Back in the early 90s, we were told to “Think different.” Why buy a boring old PC when you could get something that stood out? Something that might even make you feel like a rebel? That “something” was the Macintosh.
That media strategy seemed to work well at the time. Jump to today, and you will find that Apple has quite a few fans. Apple fans are notorious for waiting in long lines, sometimes for days, just to get the next iPhone. These consumers will often come to the defense of their favorite company no matter what.
It is common for one to claim there is a so-called Apple Bias. Is it real? Do Apple customers live in a “bubble” if you will? Or is it something made up by competitors to dissuade people from buying Apple products?

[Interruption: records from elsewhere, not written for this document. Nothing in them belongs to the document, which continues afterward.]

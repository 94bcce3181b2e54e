use chrono::{DateTime, Utc};
use serde::{Deserialize, Serialize};
use serde_json::Value;

#[derive(Debug, Clone, Copy, PartialEq, Eq, Serialize, Deserialize)]
#[serde(rename_all = "lowercase")]
/// Listing sort key.
pub enum SortKey {
    /// Newest first by publish date.
    Latest,
    /// By popularity score.
    Popular,
}

#[derive(Debug, Clone, Copy, PartialEq, Eq, Serialize, Deserialize)]
#[serde(rename_all = "lowercase")]
/// Listing sort direction.
pub enum SortOrder {
    /// Ascending.
    Asc,
    /// Descending.
    Desc,
}

#[derive(Debug, Clone, Default, PartialEq, Eq, Serialize)]
/// Listing query. Unset fields are left to the server defaults.
pub struct ListQuery {
    /// 1-based page number.
    #[serde(skip_serializing_if = "Option::is_none")]
    pub page: Option<u32>,
    /// Category slug.
    #[serde(skip_serializing_if = "Option::is_none")]
    pub category: Option<String>,
    /// Free-text search.
    #[serde(skip_serializing_if = "Option::is_none")]
    pub search: Option<String>,
    /// Sort key.
    #[serde(skip_serializing_if = "Option::is_none")]
    pub sort: Option<SortKey>,
    /// Sort direction.
    #[serde(skip_serializing_if = "Option::is_none")]
    pub order: Option<SortOrder>,
    /// Page size.
    #[serde(skip_serializing_if = "Option::is_none")]
    pub limit: Option<u32>,
}

#[derive(Debug, Clone, PartialEq, Eq, Serialize, Deserialize)]
/// Category reference embedded in a post.
pub struct CategoryRef {
    /// CMS document id.
    pub id: String,
    /// URL slug.
    pub slug: String,
    /// Display title.
    pub title: String,
}

#[derive(Debug, Clone, PartialEq, Eq, Serialize, Deserialize)]
/// Post author.
pub struct Author {
    /// Display name.
    pub name: String,
    /// Author page slug.
    pub slug: Option<String>,
}

#[derive(Debug, Clone, PartialEq, Eq, Serialize, Deserialize)]
/// Post cover image.
pub struct Image {
    /// Absolute image url.
    pub url: String,
    /// Alternative text.
    pub alt: Option<String>,
}

#[derive(Debug, Clone, PartialEq, Serialize, Deserialize)]
#[serde(rename_all = "camelCase")]
/// Post as shown in listings.
pub struct PostSummary {
    /// CMS document id.
    pub id: String,
    /// URL slug.
    pub slug: String,
    /// Title.
    pub title: String,
    /// Publish timestamp (UTC).
    pub published_at: DateTime<Utc>,
    /// Last edit timestamp (UTC).
    #[serde(default)]
    pub updated_at: Option<DateTime<Utc>>,
    /// Short summary.
    #[serde(default)]
    pub excerpt: String,
    /// Categories the post belongs to.
    #[serde(default)]
    pub categories: Vec<CategoryRef>,
    /// Author, when known.
    #[serde(default)]
    pub author: Option<Author>,
    /// Free-form tags.
    #[serde(default)]
    pub tags: Vec<String>,
    /// Cover image.
    #[serde(default)]
    pub main_image: Option<Image>,
    /// Estimated reading time in minutes.
    pub reading_minutes: u32,
    /// Popularity score, when the server tracks one.
    #[serde(default)]
    pub popularity: Option<i64>,
}

#[derive(Debug, Clone, PartialEq, Serialize, Deserialize)]
/// Full post including its rich-text body.
pub struct Post {
    /// Listing fields.
    #[serde(flatten)]
    pub summary: PostSummary,
    /// Rich text as stored in the CMS.
    #[serde(default)]
    pub body: Option<Value>,
}

#[derive(Debug, Clone, PartialEq, Eq, Serialize, Deserialize)]
/// Blog-wide settings.
pub struct BlogSettings {
    /// Listing heading.
    pub title: Option<String>,
    /// Listing description.
    pub description: Option<String>,
}

#[derive(Debug, Clone, PartialEq, Serialize, Deserialize)]
#[serde(rename_all = "camelCase")]
/// One page of posts.
pub struct ListPostsResponse {
    /// Posts on this page.
    pub posts: Vec<PostSummary>,
    /// Posts matching the filters across all pages.
    pub total: u64,
    /// Current page.
    pub page: u32,
    /// Number of pages.
    pub total_pages: u32,
    /// Whether a later page exists.
    pub has_more: bool,
    /// Blog settings, when available.
    #[serde(default)]
    pub settings: Option<BlogSettings>,
}

#[derive(Debug, Clone, PartialEq, Eq, Serialize, Deserialize)]
/// Blog category.
pub struct Category {
    /// CMS document id.
    pub id: String,
    /// URL slug.
    pub slug: String,
    /// Display title.
    pub title: String,
    /// Optional description.
    pub description: Option<String>,
}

Vlad Savov of The Verge makes a case for the existence of “The Apple Bias” and claims it is a positive thing. Apple provides a lot of opportunity for other business, for example: app makers, iPhone case designers, advertisers, and social media companies. He sees the bias as a way to create jobs and advance technology while also acknowledging that not everyone loves Apple.
Photo: Karlis Dambrans
Brad Reed from BGR suggests that Apple tends to defend itself from bad PR. He mentions a situation where Reuters had “failed to write about a Tim Cook speech in full context” and made sure that loyal Apple bloggers knew of it. Said bloggers allegedly flooded the internet to complain. That may sound bad, but if you had a loyal fan base like that, you would probably be tempted to use them to your advantage.
No company is perfect, yet I think some people just want to attack Apple because of some strange emotional need. I think the Samsung vs. Apple competition is so telling. Internet folks love to claim one side is conforming, but really, they all are!
Just look at the celebrities that use Apple products, they influence us and set the trend. Recently Apple was named as coolest brand in Britain for the fourth year in a row. Apple products are popular, there is no question about it, so why feel threatened by it if you don’t own Apple products? I could understand if you ran a tech company that competes with Apple, but as a consumer, we should all just get along.
When the Mac first came out, it was the revolutionary computer, it did appeal to the rebel nature within us. Now Apple seems to be the mainstream and saying you are buying an iPhone to be a rebel doesn’t work anymore.
Apple’s advertising message has become: “Hey look at all these normal, diverse people using Apple products. See, they are just like you.” It’s a positive message, much better than Samsung’s advertising message, “Apple is bad, Samsung is better,” which goes against the old saying “you never look good trying to make someone else look bad”.
Photo: Karlis Dambrans
The sad part of all this is how people criticize others for liking a different piece of technology than they have. I’ve had Samsung products in the past and found them to be of good quality. I have nothing against anyone who buys a Samsung product. I would hope that Samsung customers can respect me for owning an iPhone.
Apple is popular in part because we are told it is. News media, celebrities, and advertising convince us of this, but in contrast, the products are actually well designed. Not everyone is going to want an iPhone, and that’s okay. However, the popularity of Apple is not unwarranted.
The company has done a lot of good for the world, especially the tech industry. If you ask me, the Apple Bias is real, heck we all have biases and we are likely to defend our choices even with what we buy.
Apple has created many job opportunities in the United States, provided much needed innovation in the tech industry, made diversity mainstream through introduction of new races and LGBT family emojis, all while being extremely eco-friendly. Is Apple cool? I think so. Does that make me a bad person? No. Does it make you a bad person if you don’t think Apple is cool? Absolutely not.